Но всё это - заметки на полях. То, о чём я здесь напоминаю как биограф, - это начавшееся уже в предчувствии разгрома и с разгромом завершившееся падение престижа монархического милитаристского государства, которое дотоле было для нас привычнейшей формой жизни, его крах, его отставка и - при продолжающейся нищете, при всё большем обесценивании валюты - новое состояние вольности в суждениях, свободомыслия, некое жалкое и незаслуженное дорастание до гражданской самостоятельности, распад державшегося дисциплиной государственного механизма на беспорядочные кучки дебатирующих подданных. Это не такое уж отрадное зрелище, и иначе, как словом "мучительные", я не могу определить впечатления, оставшиеся у меня от собраний возникших в ту пору "Советов работников умственного труда" и т. д., собраний, которые я, на правах совершенно пассивного их участника, наблюдал в мюнхенских гостиничных залах. Пиши я роман, я бы одно такое заседание, где какой-то писатель-беллетрист, не без грации, даже с этакой сибаритской пикантностью, говорил на тему "Революция и человеколюбие", чем развязал свободную, слишком свободную, расплывчатую и сумбурную дискуссию, где ораторами выступали редчайшие, только в таких случаях и вылезающие на свет божий субъекты, шуты, маньяки, живые привидения, злобные интриганы, доморощенные философы, - пиши я роман, я по своим горьким воспоминаниям довольно рельефно восстановил бы читателю картину такого безалаберного и бестолкового сборища.

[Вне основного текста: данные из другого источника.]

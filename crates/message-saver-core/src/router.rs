//! Transaction Routing Layer.
//!
//! Every call classifies the active account into a [`Backend`] and
//! dispatches to the native (wallet-signed, ledger-queried) or the EVM
//! (injected provider) path. Execution failures are folded into
//! [`TransactionOutcome`]; only precondition failures surface as errors.

use std::str::FromStr;
use std::sync::{Arc, Mutex};

use alloy::primitives::{Address, B256};
use async_trait::async_trait;
use serde_json::Value;
use tracing::{debug, info, warn};

use crate::config::RouterConfig;
use crate::domain::{
    AccountKind, AccountRef, ContractCallRequest, ContractExecuteRequest, ContractFunction,
    ContractId, EvmCall, QueryResult, TransactionOutcome, WalletTxResponse,
};
use crate::error::RouterError;
use crate::ports::{AbiPort, EvmProviderPort, LedgerPort, PortError, TimerPort};
use crate::session::SessionContext;

#[derive(Debug, Clone, Copy, PartialEq, Eq)]
pub enum Backend {
    Native,
    Evm,
}

impl Backend {
    /// EVM iff the account is a hex address and an EVM contract is deployed.
    pub fn select(account: &AccountRef, evm_contract: Option<Address>) -> Self {
        if account.is_evm() && evm_contract.is_some() {
            Backend::Evm
        } else {
            Backend::Native
        }
    }

    pub fn name(self) -> &'static str {
        match self {
            Backend::Native => "native",
            Backend::Evm => "evm",
        }
    }
}

/// Contract bound to the injected provider, restricted to the four-entry
/// message interface.
#[derive(Debug, Clone, PartialEq, Eq)]
pub struct EvmContractBinding {
    pub address: Address,
    pub interface: &'static [ContractFunction],
}

impl EvmContractBinding {
    pub fn new(address: Address) -> Self {
        Self {
            address,
            interface: &ContractFunction::EVM_INTERFACE,
        }
    }

    pub fn supports(&self, function: ContractFunction) -> bool {
        self.interface.contains(&function)
    }
}

/// The `{execute, query}` surface shared by both backends.
#[async_trait(?Send)]
pub trait ContractGateway {
    async fn execute(
        &self,
        function: &str,
        args: &[Value],
        gas: Option<u64>,
    ) -> Result<TransactionOutcome, RouterError>;
    async fn query(&self, function: &str, args: &[Value]) -> Result<QueryResult, RouterError>;
}

#[async_trait(?Send)]
impl<G: ContractGateway + ?Sized> ContractGateway for Arc<G> {
    async fn execute(
        &self,
        function: &str,
        args: &[Value],
        gas: Option<u64>,
    ) -> Result<TransactionOutcome, RouterError> {
        (**self).execute(function, args, gas).await
    }

    async fn query(&self, function: &str, args: &[Value]) -> Result<QueryResult, RouterError> {
        (**self).query(function, args).await
    }
}

pub struct TransactionRouter<X, E, L, A, T>
where
    X: SessionContext,
    E: EvmProviderPort,
    L: LedgerPort,
    A: AbiPort,
    T: TimerPort,
{
    pub session: X,
    pub evm_provider: E,
    pub ledger: L,
    pub abi: A,
    pub timer: T,
    config: RouterConfig,
    evm_binding: Mutex<Option<Arc<EvmContractBinding>>>,
}

impl<X, E, L, A, T> TransactionRouter<X, E, L, A, T>
where
    X: SessionContext,
    E: EvmProviderPort,
    L: LedgerPort,
    A: AbiPort,
    T: TimerPort,
{
    pub fn new(session: X, evm_provider: E, ledger: L, abi: A, timer: T, config: RouterConfig) -> Self {
        Self {
            session,
            evm_provider,
            ledger,
            abi,
            timer,
            config,
            evm_binding: Mutex::new(None),
        }
    }

    pub fn config(&self) -> &RouterConfig {
        &self.config
    }

    /// Backend the next call would take, or `None` without an active account.
    pub fn current_backend(&self) -> Option<Backend> {
        self.session
            .active_account()
            .map(|account| Backend::select(&account, self.config.contract_evm_address))
    }

    /// The binding built by the first EVM call, if any.
    pub fn evm_binding(&self) -> Option<Arc<EvmContractBinding>> {
        self.evm_binding.lock().ok().and_then(|binding| binding.clone())
    }

    fn bind_evm_contract(&self, address: Address) -> Result<Arc<EvmContractBinding>, RouterError> {
        let mut binding = self
            .evm_binding
            .lock()
            .map_err(|e| RouterError::Lock(format!("evm binding lock poisoned: {e}")))?;
        if let Some(existing) = binding.as_ref().filter(|b| b.address == address) {
            return Ok(Arc::clone(existing));
        }
        info!(%address, "binding message contract on injected provider");
        let built = Arc::new(EvmContractBinding::new(address));
        *binding = Some(Arc::clone(&built));
        Ok(built)
    }

    fn active_account(&self) -> Result<AccountRef, RouterError> {
        self.session.active_account().ok_or(RouterError::NoSession)
    }

    fn native_contract(&self) -> Result<ContractId, RouterError> {
        self.config
            .contract_id
            .ok_or(RouterError::ContractNotConfigured("native"))
    }

    fn encode(&self, function: ContractFunction, args: &[Value]) -> Result<alloy::primitives::Bytes, RouterError> {
        self.abi
            .encode_call(function, args)
            .map_err(|source| RouterError::Encode {
                function: function.to_string(),
                source,
            })
    }

    fn decode(&self, function: ContractFunction, data: &[u8]) -> Result<QueryResult, RouterError> {
        self.abi
            .decode_output(function, data)
            .map_err(|e| RouterError::Decode {
                function: function.to_string(),
                message: e.to_string(),
            })
    }

    /// Signs (through the paired wallet or injected provider) and submits a
    /// contract call. `gas` defaults to the configured execution gas.
    pub async fn execute(
        &self,
        function_name: &str,
        args: &[Value],
        gas: Option<u64>,
    ) -> Result<TransactionOutcome, RouterError> {
        let account = self.active_account()?;
        let backend = Backend::select(&account, self.config.contract_evm_address);
        let function = parse_function(backend, function_name)?;
        let gas = gas.unwrap_or(self.config.default_gas);
        debug!(backend = backend.name(), %function, gas, "executing contract function");

        match backend {
            Backend::Evm => self.execute_evm(&account, function, args, gas).await,
            Backend::Native => self.execute_native(&account, function, args, gas).await,
        }
    }

    async fn execute_evm(
        &self,
        account: &AccountRef,
        function: ContractFunction,
        args: &[Value],
        gas: u64,
    ) -> Result<TransactionOutcome, RouterError> {
        let address = self
            .config
            .contract_evm_address
            .ok_or(RouterError::ContractNotConfigured("evm"))?;
        let binding = self.bind_evm_contract(address)?;
        if !binding.supports(function) || !function.is_mutation() {
            return Err(RouterError::UnsupportedOperation {
                backend: Backend::Evm.name(),
                function: function.abi_name().to_owned(),
            });
        }

        let data = match self.encode(function, args) {
            Ok(data) => data,
            Err(e) => return Ok(TransactionOutcome::failed(e.to_string())),
        };
        let call = EvmCall {
            from: account.evm_address(),
            to: binding.address,
            data,
            gas: Some(gas),
        };
        let tx_hash = match self.evm_provider.send_transaction(&call).await {
            Ok(hash) => hash,
            Err(e) => {
                warn!(%function, "evm transaction submission failed: {e}");
                return Ok(TransactionOutcome::failed(e.to_string()));
            }
        };
        info!(%tx_hash, "evm transaction submitted");

        match self.wait_for_receipt(tx_hash).await {
            Ok(Some(receipt)) if receipt_reverted(&receipt) => {
                warn!(%tx_hash, "evm transaction reverted");
                let mut outcome = TransactionOutcome::failed("Transaction reverted");
                outcome.transaction_id = Some(tx_hash.to_string());
                outcome.receipt = Some(receipt);
                Ok(outcome)
            }
            Ok(Some(receipt)) => Ok(TransactionOutcome::succeeded(tx_hash.to_string(), Some(receipt))),
            Ok(None) => {
                let mut outcome = TransactionOutcome::failed(format!(
                    "no receipt after {} polls",
                    self.config.receipt_max_polls
                ));
                outcome.transaction_id = Some(tx_hash.to_string());
                Ok(outcome)
            }
            Err(e) => {
                let mut outcome = TransactionOutcome::failed(e.to_string());
                outcome.transaction_id = Some(tx_hash.to_string());
                Ok(outcome)
            }
        }
    }

    async fn execute_native(
        &self,
        account: &AccountRef,
        function: ContractFunction,
        args: &[Value],
        gas: u64,
    ) -> Result<TransactionOutcome, RouterError> {
        let contract_id = self.native_contract()?;
        let calldata = match self.encode(function, args) {
            Ok(data) => data,
            Err(e) => return Ok(TransactionOutcome::failed(e.to_string())),
        };
        let request = ContractExecuteRequest {
            contract_id,
            function,
            gas,
            calldata,
            max_transaction_fee: self.config.max_transaction_fee,
        };
        match self.session.submit_contract_execution(account, &request).await {
            Ok(response) => Ok(outcome_from_wallet(response)),
            Err(e) => {
                warn!(%function, %contract_id, "contract execution failed: {e}");
                Ok(TransactionOutcome::failed(e.to_string()))
            }
        }
    }

    /// Read-only call; results are decoded into the shared [`QueryResult`].
    /// Without a session the read goes to the native ledger, which only
    /// needs a configured contract id.
    pub async fn query(&self, function_name: &str, args: &[Value]) -> Result<QueryResult, RouterError> {
        let account = self.session.active_account();
        let backend = account
            .as_ref()
            .map_or(Backend::Native, |a| Backend::select(a, self.config.contract_evm_address));
        let function = parse_function(backend, function_name)?;
        debug!(backend = backend.name(), %function, "querying contract function");

        match (backend, account) {
            (Backend::Evm, Some(account)) => self.query_evm(&account, function, args).await,
            _ => self.query_native(function, args).await,
        }
    }

    async fn query_evm(
        &self,
        account: &AccountRef,
        function: ContractFunction,
        args: &[Value],
    ) -> Result<QueryResult, RouterError> {
        let address = self
            .config
            .contract_evm_address
            .ok_or(RouterError::ContractNotConfigured("evm"))?;
        let binding = self.bind_evm_contract(address)?;
        if !binding.supports(function) || function.is_mutation() {
            return Err(RouterError::UnsupportedOperation {
                backend: Backend::Evm.name(),
                function: function.abi_name().to_owned(),
            });
        }
        let call = EvmCall {
            from: account.evm_address(),
            to: binding.address,
            data: self.encode(function, args)?,
            gas: None,
        };
        let output = self
            .evm_provider
            .call(&call)
            .await
            .map_err(|source| RouterError::Remote {
                function: function.to_string(),
                source,
            })?;
        self.decode(function, &output)
    }

    async fn query_native(
        &self,
        function: ContractFunction,
        args: &[Value],
    ) -> Result<QueryResult, RouterError> {
        let contract_id = self.native_contract()?;
        let request = ContractCallRequest {
            contract_id,
            function,
            gas: self.config.query_gas,
            calldata: self.encode(function, args)?,
            max_query_payment: self.config.max_query_payment,
        };
        let output = self
            .ledger
            .contract_call(&request)
            .await
            .map_err(|source| RouterError::Remote {
                function: function.to_string(),
                source,
            })?;
        self.decode(function, &output)
    }

    /// Balance of `account` as a display string, `"0"` when unavailable.
    pub async fn account_balance(&self, account: &AccountRef) -> String {
        let AccountKind::Native(entity) = account.kind() else {
            debug!(%account, "balance lookup skipped for non-native account");
            return "0".to_owned();
        };
        match self.ledger.account_balance(&entity).await {
            Ok(balance) => balance.to_string(),
            Err(e) => {
                warn!(%account, "balance lookup failed: {e}");
                "0".to_owned()
            }
        }
    }

    /// Polls for the receipt of `tx_hash`; `None` once `receipt_max_polls` polls come back empty.
    pub async fn wait_for_receipt(&self, tx_hash: B256) -> Result<Option<Value>, PortError> {
        for poll in 0..self.config.receipt_max_polls {
            if let Some(receipt) = self.evm_provider.transaction_receipt(tx_hash).await? {
                debug!(%tx_hash, polls = poll + 1, "receipt available");
                return Ok(Some(receipt));
            }
            self.timer.sleep_ms(self.config.receipt_poll_interval_ms).await;
        }
        Ok(None)
    }
}

#[async_trait(?Send)]
impl<X, E, L, A, T> ContractGateway for TransactionRouter<X, E, L, A, T>
where
    X: SessionContext,
    E: EvmProviderPort,
    L: LedgerPort,
    A: AbiPort,
    T: TimerPort,
{
    async fn execute(
        &self,
        function: &str,
        args: &[Value],
        gas: Option<u64>,
    ) -> Result<TransactionOutcome, RouterError> {
        TransactionRouter::execute(self, function, args, gas).await
    }

    async fn query(&self, function: &str, args: &[Value]) -> Result<QueryResult, RouterError> {
        TransactionRouter::query(self, function, args).await
    }
}

fn parse_function(backend: Backend, name: &str) -> Result<ContractFunction, RouterError> {
    ContractFunction::from_str(name).map_err(|_| RouterError::UnsupportedOperation {
        backend: backend.name(),
        function: name.to_owned(),
    })
}

fn outcome_from_wallet(response: WalletTxResponse) -> TransactionOutcome {
    if response.success {
        TransactionOutcome {
            success: true,
            transaction_id: response.transaction_id,
            receipt: response.receipt,
            error: None,
        }
    } else {
        TransactionOutcome {
            success: false,
            transaction_id: response.transaction_id,
            receipt: response.receipt,
            error: Some(
                response
                    .error
                    .unwrap_or_else(|| "Transaction failed".to_owned()),
            ),
        }
    }
}

fn receipt_reverted(receipt: &Value) -> bool {
    match receipt.get("status") {
        Some(Value::String(status)) => status == "0x0",
        Some(Value::Number(status)) => status.as_u64() == Some(0),
        Some(Value::Bool(ok)) => !ok,
        _ => false,
    }
}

Тут произносились речи в защиту и против человеколюбия, в защиту и против офицеров, в защиту и против народа. Какая-то девочка декламировала стихи; какому-то человеку в хаки упорно не давали прочесть вслух рукопись, которая начиналась обращением "Дорогие граждане и гражданки!" и которой, несомненно, ему хватило бы на всю ночь; какой-то обозлённый студент-старшекурсник жестоко нападал на предыдущих ораторов, не считая нужным сообщить собранию собственную, положительную программу, - и так далее. Поведение слушателей, то и дело подававших грубые реплики с мест, было по-ребячески буйно и бесшабашно, президиум - беспомощен, воздух ужасен, результат же равен нулю, если не меньше того. Озираясь по сторонам, я спрашивал себя, единственный ли я здесь страдалец, и был рад, когда наконец вышел на улицу, где уже несколько часов не ходили трамваи и какие-то, по-видимому бесцельные, выстрелы нарушали тишину зимней ночи.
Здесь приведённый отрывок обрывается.